Lucy Terry Prince (c. 1730-1821), a slave who was purchased and freed by a man who later married her during the mid-1750s, composed a poem about a 1746 attack on what the poem calls “Some very valiant men” in Deerfield, Massachusetts.

The poem, called “Bars Fight,” names five men – all white – who died in the attack. The poem describes the Indian attackers as “Some very awful creatures.”

The poem is credited as the first literary work composed by an African-American in English.

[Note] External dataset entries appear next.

//! Card resolution entry point.
//!
//! `CardClient` bundles the collaborators resolution needs — task
//! source, lineage resolver, path resolver, backend registry — as
//! explicit wiring. `get_cards` walks one resolution sequence:
//! normalize the task reference, optionally redirect through resume
//! lineage, resolve the flow's card store, resolve matching paths, and
//! wrap them in a container.

use crate::container::CardContainer;
use crate::traits::{CardPathResolver, LineageResolver, TaskSource};
use crate::{ClientError, ClientResult};
use cards_store::{config, BackendRegistry, CardStore};
use cards_types::{CardSelector, TaskHandle, TaskRef, TaskScope};
use std::sync::Arc;

/// Metadata key naming the storage backend a task wrote through.
pub const DS_TYPE_KEY: &str = "ds-type";
/// Metadata key naming the storage root a task wrote under.
pub const DS_ROOT_KEY: &str = "ds-root";

/// Client-side accessor for the cards stored by workflow tasks.
pub struct CardClient {
    tasks: Arc<dyn TaskSource>,
    lineage: Arc<dyn LineageResolver>,
    resolver: Arc<dyn CardPathResolver>,
    backends: BackendRegistry,
}

impl CardClient {
    pub fn new(
        tasks: Arc<dyn TaskSource>,
        lineage: Arc<dyn LineageResolver>,
        resolver: Arc<dyn CardPathResolver>,
        backends: BackendRegistry,
    ) -> Self {
        Self {
            tasks,
            lineage,
            resolver,
            backends,
        }
    }

    /// Resolve the cards stored for a task.
    ///
    /// Pathspec references resolve through the task source under the
    /// unrestricted scope, so a scoped lookup can never mismatch; a
    /// handle is used as-is. With `selector.follow_resumed` set (the
    /// default), a task cloned from an earlier run resolves against its
    /// clone origin and the container reports that redirection.
    pub fn get_cards(&self, task: TaskRef, selector: CardSelector) -> ClientResult<CardContainer> {
        let mut task = match task {
            TaskRef::Pathspec(pathspec) => {
                self.tasks.task(&pathspec, &TaskScope::Unrestricted)?
            }
            TaskRef::Handle(handle) => handle,
        };

        let mut origin_pathspec = None;
        if selector.follow_resumed {
            if let Some(origin) = self.lineage.resumed_info(&task)? {
                tracing::info!(
                    pathspec = %task.pathspec(),
                    origin = %origin,
                    "following resume lineage"
                );
                task = self.tasks.task(&origin, &TaskScope::Unrestricted)?;
                origin_pathspec = Some(origin);
            }
        }

        let store = Arc::new(self.flow_store_for(&task)?);
        let (paths, store) = self.resolver.resolve(store, task.pathspec(), &selector)?;
        tracing::debug!(
            pathspec = %task.pathspec(),
            cards = paths.len(),
            "card paths resolved"
        );

        let from_resumed = origin_pathspec.is_some();
        Ok(CardContainer::new(paths, store, from_resumed, origin_pathspec))
    }

    /// Derive the flow-scoped card store for a task from its metadata.
    ///
    /// The backend comes from the `ds-type` entry; the root comes from
    /// the backend's configured default, falling back to the task's
    /// `ds-root` entry joined with the card subdirectory suffix. The
    /// root is resolved here or not at all: a store handle is never
    /// constructed without one.
    fn flow_store_for(&self, task: &TaskHandle) -> ClientResult<CardStore> {
        let pathspec = task.pathspec();

        let ds_type = task
            .metadata_value(DS_TYPE_KEY)
            .ok_or_else(|| ClientError::UnresolvableDatastore(pathspec.clone()))?;
        let backend = self.backends.get(ds_type)?;

        let root = match backend.default_root() {
            Some(root) => root,
            None => task
                .metadata_value(DS_ROOT_KEY)
                .map(|ds_root| {
                    format!(
                        "{}/{}",
                        ds_root.trim_end_matches('/'),
                        config::CARD_ROOT_SUFFIX
                    )
                })
                .ok_or_else(|| ClientError::UnresolvedStorageRoot {
                    pathspec: pathspec.clone(),
                    backend: ds_type.to_string(),
                })?,
        };

        let store = backend.open(&root)?;
        Ok(CardStore::new(pathspec.flow_name(), store, root))
    }
}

The literary magazine, Mount Island, has not published in five years, but is planning to start publishing again in 2020, in part to counter “the mainstream American imagination” that its web site says “believes in a false countryside – one too white, conservative, or just plain quiet for any queer or Black or brown person to feel at home.”

Yet that’s not so, the web site says:

“But we are out here, holding down the countryside. Even as we live in the face of constant erasure, we live creatively, infectiously.”

The poetry contest is open to poets of color who live in or are from a rural place. A $500 cash prize, publication in a print anthology, and an invitation to participate in a panel discussion on “race, art, and the rural” will go to the winner, according to The Keene Sentinel.

The magazine is headquartered in Brattleboro, Vermont.